The roughness of a property landscape depends upon the dataset, but also crucially on the molecular representation, which is key to determining the similarity between any given pair of molecules. Since smooth surfaces place molecules with similar property values and locally similar representations close in space, there is a direct link between the representation and the resulting smoothness. There are various common representations that have been used in structure–property relationships such as strings (SMILES7 and SELFIES8), binary fingerprints,9 physico-chemical descriptors, and recently latent space models based on variational autoencoders.10 A key aim of molecular representations is the production of smooth molecular landscapes, which allow the construction of accurate structure–property relationships.11–13
Due to its correlation with modellability there have been various attempts to quantify roughness. Popular metrics include the structure–activity landscape index (SALI),14 structure–activity relationship index (SARI)15 and the modellability index (MODI) as applicable to both classification16 and regression tasks.17 Recently, the roughness index (ROGI)18,19 was developed to measure dataset roughness with respect to machine learning predictive performance. This measure captures the roughness in a single scalar value that correlates strongly with the regression model performance for a wide range of molecular regression tasks.

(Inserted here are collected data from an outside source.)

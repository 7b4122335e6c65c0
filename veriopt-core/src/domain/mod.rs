//! Domain types for the optimizer job lifecycle

pub mod job;
pub mod result;
pub mod spec;
//! Repository Module
//!
//! Data access layer for the backend.
//!
//! Job records are shared by untrusted endpoints (worker callbacks, worker
//! claims) that may run concurrently. The store therefore exposes the two
//! mutations as single transactional operations, never as a read followed
//! by a separate write:
//! - `apply_update`: merge-patch a worker update into one record
//! - `claim_next`: atomically move the oldest queued job to running

pub mod job;
pub mod memory;

// Re-export for convenience
pub use job::PgJobStore;
pub use memory::MemoryJobStore;

use async_trait::async_trait;
use veriopt_core::domain::job::{Job, JobId, StateChange};
use veriopt_core::dto::job::JobUpdate;

/// Storage error type
#[derive(Debug, thiserror::Error)]
pub enum StoreError {
    /// Error reported by the database, message kept verbatim
    #[error("{0}")]
    Database(#[from] sqlx::Error),

    #[error("job {0} already exists")]
    Duplicate(JobId),

    /// A stored row could not be decoded into a job
    #[error("corrupt job record {job_id}: {reason}")]
    Corrupt { job_id: String, reason: String },
}

/// Result of merging an update into a stored job
#[derive(Debug, Clone)]
pub struct Reconciled {
    pub job: Job,
    pub change: StateChange,
}

/// Persistence for optimization jobs
#[async_trait]
pub trait JobStore: Send + Sync {
    /// Insert a newly submitted job
    async fn insert(&self, job: &Job) -> Result<(), StoreError>;

    /// Find a job by ID
    async fn find(&self, job_id: &JobId) -> Result<Option<Job>, StoreError>;

    /// Merge `update` into the job keyed by `job_id`
    ///
    /// Returns `None` if no such job exists; a missing job is never created.
    async fn apply_update(
        &self,
        job_id: &JobId,
        update: &JobUpdate,
    ) -> Result<Option<Reconciled>, StoreError>;

    /// Claim the oldest queued job, moving it to running
    ///
    /// Concurrent callers never receive the same job. Returns `None` when
    /// nothing is queued.
    async fn claim_next(&self) -> Result<Option<Job>, StoreError>;
}
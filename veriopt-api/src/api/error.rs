//! API Error Handling
//!
//! Unified error types and conversion for API responses.
//!
//! Storage and upstream messages are passed through untouched: operators
//! debug connectivity and configuration problems from the literal text.

use axum::{
    Json,
    http::StatusCode,
    response::{IntoResponse, Response},
};

use crate::repository::StoreError;
use crate::service::job_service::JobError;
use crate::service::llm_service::LlmError;

/// API error type
#[derive(Debug)]
pub enum ApiError {
    NotFound(String),
    BadRequest(String),
    Unauthorized,
    UpstreamError(String),
    StorageError(StoreError),
}

impl IntoResponse for ApiError {
    fn into_response(self) -> Response {
        let (status, message) = match self {
            ApiError::NotFound(msg) => (StatusCode::NOT_FOUND, msg),
            ApiError::BadRequest(msg) => (StatusCode::BAD_REQUEST, msg),
            ApiError::Unauthorized => (StatusCode::UNAUTHORIZED, "Unauthorized".to_string()),
            ApiError::UpstreamError(msg) => {
                tracing::error!("Upstream error: {}", msg);
                (StatusCode::BAD_GATEWAY, msg)
            }
            ApiError::StorageError(err) => {
                tracing::error!("Storage error: {:?}", err);
                (StatusCode::INTERNAL_SERVER_ERROR, err.to_string())
            }
        };

        (status, Json(serde_json::json!({ "error": message }))).into_response()
    }
}

impl From<JobError> for ApiError {
    fn from(err: JobError) -> Self {
        match err {
            JobError::NotFound(id) => ApiError::NotFound(format!("Job {} not found", id)),
            JobError::ValidationError(msg) => ApiError::BadRequest(msg),
            JobError::StorageError(err) => ApiError::StorageError(err),
        }
    }
}

impl From<LlmError> for ApiError {
    fn from(err: LlmError) -> Self {
        match err {
            LlmError::InvalidRole(_) => ApiError::BadRequest(
                "Invalid role. Must be: planner, programmer, reviewer, evaluator".to_string(),
            ),
            LlmError::Upstream(msg) => ApiError::UpstreamError(msg),
        }
    }
}

pub type ApiResult<T> = Result<T, ApiError>;
use std::fmt::Write;

use comfy_table::Cell;

use crate::report::JobReport;

use super::styling::{bright, bright_green, bright_yellow, cyan, dim};
use super::tables::{create_table, cyan_header, diagnostic_kind_cell};

/// Prints a human-readable summary of the discovered jobs to stdout.
///
/// Displays:
/// - Overview: repository, workflows directory, workflow and job counts
/// - Jobs: every resolved `(workflow, job)` pair, sorted
/// - Warnings: conditions that dropped or degraded part of the result
pub fn print_summary(report: &JobReport) {
    println!("{}", render_summary(report));
}

fn add_section_header(output: &mut String, emoji: &str, title: &str) {
    let _ = writeln!(output, "{} {}", bright(emoji), bright(title).underlined());
}

fn render_summary(report: &JobReport) -> String {
    let mut output = String::new();

    add_section_header(&mut output, "📊", "Overview");

    let _ = writeln!(
        output,
        "  {} {}\n  {} {}\n  {} {}\n  {} {}\n  {} {}\n  {} {}\n",
        dim("Repository:"),
        cyan(report.repo_root.display()),
        dim("Workflows directory:"),
        cyan(report.workflows_dir.display()),
        dim("Workflow files:"),
        bright_yellow(report.total_workflows),
        dim("Top-level workflows:"),
        bright_yellow(report.top_level_workflows.len()),
        dim("Reusable workflows:"),
        bright_yellow(report.reusable_workflows.len()),
        dim("Jobs discovered:"),
        bright_green(report.jobs.len()),
    );

    if report.jobs.is_empty() {
        let _ = writeln!(output, "{}", bright_yellow("No jobs found."));
    } else {
        add_section_header(&mut output, "📋", "Jobs");

        let mut jobs_table = create_table();
        jobs_table.set_header(cyan_header(&["Workflow", "Job"]));
        for job in &report.jobs {
            jobs_table.add_row(vec![Cell::new(&job.workflow_name), Cell::new(&job.job_name)]);
        }
        let _ = writeln!(output, "{jobs_table}\n");
    }

    if !report.diagnostics.is_empty() {
        add_section_header(&mut output, "⚠️", "Warnings");

        let mut warnings_table = create_table();
        warnings_table.set_header(cyan_header(&["Kind", "Details"]));
        for diagnostic in &report.diagnostics {
            warnings_table.add_row(vec![
                diagnostic_kind_cell(diagnostic),
                Cell::new(diagnostic.to_string()),
            ]);
        }
        let _ = writeln!(output, "{warnings_table}");
    }

    output
}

Whilst current methods utilise information which is derived from surface topography, to date the topography itself has not been directly accessed. Direct exploration and analysis of topography, however, is routinely performed in the chemical physics community, in particular for the characterization of potential energy landscapes.20 Recently, this methodology has been extended by some of the authors to selected tasks in machine learning such as clustering,21 and hyperparameter tuning in Gaussian processes,22 for which we point interested readers to a recent tutorial review.23
In this contribution, we develop a novel roughness measure inspired by the similarities between model response surfaces and energy landscapes. We describe a method for representing discrete molecular datasets as a continuous surface and encoding the surface topography as a weighted graph. From the resulting graph we propose an adapted frustration metric as a roughness measure for structure–property relationships. Such a frustration metric directly accesses the topography across the full molecular space, unlike previous methods which are limited to the discrete data point evaluations. We illustrate its strong correlation with modellability for a wide range of structure–property relationships, and highlight that the metric can be decomposed to report on local roughness even outside of known data.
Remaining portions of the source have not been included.